AT&T really does not know what it wants to do, when it comes to streaming TV. First it purchased DirecTV, and then created DirecTV NOW. Then it decided to combine DirecTV with U-Verse, and have AT&T TV with DirecTV NOW being renamed to AT&T TV Now. AT&T TV and TV Now were basically the same, with the only real difference being the requirement of a set-top box.
Now, AT&T has decided to spin DirecTV out. The spin-off is now complete, after being announced in February. AT&T still has a 70% ownership of DirecTV, while a private equity firm, TPG holds the remaining 30%. This spin-off also changes the name for AT&T TV Now, making it DirecTV Stream.

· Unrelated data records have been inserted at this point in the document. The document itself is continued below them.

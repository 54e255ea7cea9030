//! Ollama-backed brain.
//!
//! The only I/O-performing classifier variant: renders a versioned prompt
//! with the ticket/signals embedded as JSON, issues one generate call to
//! the local model endpoint, and parses the response text as strict JSON.
//! Transport and format failures propagate; callers decide about retries.

use crate::brain::Brain;
use crate::prompts;
use async_trait::async_trait;
use serde::{Deserialize, Serialize};
use serde_json::Value;
use std::path::PathBuf;
use std::time::Duration;
use tracing::{debug, info};
use triage_common::{
    Category, Classification, ModelConfig, Priority, ResponseDraft, Signals, Ticket, TriageError,
};

/// Maximum characters of model output quoted in a format error.
const FORMAT_ERROR_EXCERPT_CHARS: usize = 200;

pub struct OllamaBrain {
    http_client: reqwest::Client,
    base_url: String,
    model: String,
    temperature: f64,
    top_p: f64,
    prompt_version: String,
    prompt_root: PathBuf,
}

#[derive(Debug, Serialize)]
struct GenerateRequest<'a> {
    model: &'a str,
    prompt: &'a str,
    stream: bool,
    options: GenerateOptions,
}

#[derive(Debug, Serialize)]
struct GenerateOptions {
    temperature: f64,
    top_p: f64,
}

#[derive(Debug, Deserialize)]
struct GenerateResponse {
    response: String,
}

impl OllamaBrain {
    pub fn new(cfg: ModelConfig, prompt_version: String) -> Result<Self, TriageError> {
        let http_client = reqwest::Client::builder()
            .timeout(Duration::from_secs(cfg.timeout_sec))
            .build()
            .map_err(|e| TriageError::Transport(e.to_string()))?;

        Ok(Self {
            http_client,
            base_url: cfg.base_url.trim_end_matches('/').to_string(),
            model: cfg.model,
            temperature: cfg.temperature,
            top_p: cfg.top_p,
            prompt_version,
            prompt_root: PathBuf::from(prompts::PROMPTS_DIR),
        })
    }

    /// Override the prompt template root (tests, relocated installs).
    pub fn with_prompt_root(mut self, root: impl Into<PathBuf>) -> Self {
        self.prompt_root = root.into();
        self
    }

    async fn generate(&self, prompt: &str) -> Result<String, TriageError> {
        let url = format!("{}/api/generate", self.base_url);
        let request = GenerateRequest {
            model: &self.model,
            prompt,
            stream: false,
            options: GenerateOptions {
                temperature: self.temperature,
                top_p: self.top_p,
            },
        };

        info!("[>]  model call [{}] ({} chars)", self.model, prompt.len());

        let response = self
            .http_client
            .post(&url)
            .json(&request)
            .send()
            .await
            .map_err(|e| TriageError::Transport(e.to_string()))?;

        if !response.status().is_success() {
            return Err(TriageError::Transport(format!(
                "model endpoint returned {}",
                response.status()
            )));
        }

        let body: GenerateResponse = response
            .json()
            .await
            .map_err(|e| TriageError::Transport(format!("unreadable response body: {}", e)))?;

        info!("[<]  model response ({} chars)", body.response.len());
        Ok(body.response)
    }
}

#[async_trait]
impl Brain for OllamaBrain {
    async fn classify(
        &self,
        ticket: &Ticket,
        signals: &Signals,
    ) -> Result<Classification, TriageError> {
        let template = prompts::load_prompt(&self.prompt_root, &self.prompt_version, "classify")?;
        let prompt = prompts::render(
            &template,
            &[
                ("ticket_json", serde_json::to_string(ticket)?),
                ("signals_json", serde_json::to_string(signals)?),
            ],
        );

        let text = self.generate(&prompt).await?;
        let value = json_object(&text)?;
        Ok(classification_from_value(&value))
    }

    async fn draft_reply(
        &self,
        ticket: &Ticket,
        classification: &Classification,
        signals: &Signals,
    ) -> Result<ResponseDraft, TriageError> {
        let template = prompts::load_prompt(&self.prompt_root, &self.prompt_version, "respond")?;
        let prompt = prompts::render(
            &template,
            &[
                ("ticket_json", serde_json::to_string(ticket)?),
                ("signals_json", serde_json::to_string(signals)?),
                ("classification_json", serde_json::to_string(classification)?),
            ],
        );

        let text = self.generate(&prompt).await?;
        let value = json_object(&text)?;
        Ok(draft_from_value(&value))
    }
}

/// Locate and parse the JSON object in model output text.
///
/// Whole-string parse first, then the substring between the first `{` and
/// the last `}`. Anything else is a format error carrying a truncated
/// excerpt of the offending text.
pub fn json_object(text: &str) -> Result<Value, TriageError> {
    let trimmed = text.trim();

    if trimmed.starts_with('{') && trimmed.ends_with('}') {
        if let Ok(value) = serde_json::from_str(trimmed) {
            return Ok(value);
        }
    }

    if let (Some(start), Some(end)) = (trimmed.find('{'), trimmed.rfind('}')) {
        if end > start {
            if let Ok(value) = serde_json::from_str(&trimmed[start..=end]) {
                debug!("extracted embedded JSON object from model output");
                return Ok(value);
            }
        }
    }

    let excerpt: String = trimmed.chars().take(FORMAT_ERROR_EXCERPT_CHARS).collect();
    Err(TriageError::ModelFormat(excerpt))
}

/// Build a Classification from model JSON with safe defaults for missing
/// or null fields. Partial model output must never panic.
pub fn classification_from_value(v: &Value) -> Classification {
    Classification {
        category: v
            .get("category")
            .and_then(Value::as_str)
            .map(Category::parse)
            .unwrap_or(Category::Other),
        priority: v
            .get("priority")
            .and_then(Value::as_str)
            .and_then(Priority::from_str)
            .unwrap_or(Priority::P3),
        routing: v
            .get("routing")
            .and_then(Value::as_str)
            .unwrap_or_default()
            .to_string(),
        tags: string_list(v.get("tags")),
        confidence: v.get("confidence").and_then(Value::as_f64).unwrap_or(0.5),
    }
}

/// Build a ResponseDraft from model JSON with safe defaults.
pub fn draft_from_value(v: &Value) -> ResponseDraft {
    ResponseDraft {
        summary: string_field(v.get("summary")),
        customer_reply: string_field(v.get("customer_reply")),
        questions: string_list(v.get("questions")),
        actions: string_list(v.get("actions")),
    }
}

fn string_field(v: Option<&Value>) -> String {
    v.and_then(Value::as_str).unwrap_or_default().to_string()
}

fn string_list(v: Option<&Value>) -> Vec<String> {
    v.and_then(Value::as_array)
        .map(|arr| {
            arr.iter()
                .filter_map(|x| x.as_str().map(str::to_string))
                .collect()
        })
        .unwrap_or_default()
}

AT&T spent a ton of money to say “nevermind” a few years later
AT&T paid $67 billion for DirecTV back in 2014. Including nearly $20 billion in debt. And now it is spinning it out as it’s own company, because it changed its mind on what to do with the satellite provider.
But DirecTV isn’t the only acquisition that AT&T made and then changed its mind. It bought Time Warner for $85.4 billion two years later. And now it is merging HBO MAX with Discovery, as it looks to get out of the content game. The Time Warner merger was a much bigger deal, as AT&T spent months in court telling the DOJ that it was not becoming a monopoly. So it likely spend closer to $100 billion to acquire Time Warner after the court costs. And it took two years to close – closing in 2018.
That’s a lot of money to spend, to later change your mind. But this is probably for the best for AT&T. At one point, it had nearly six different streaming services. And now it’ll be down to just two – and it doesn’t even fully own either of them.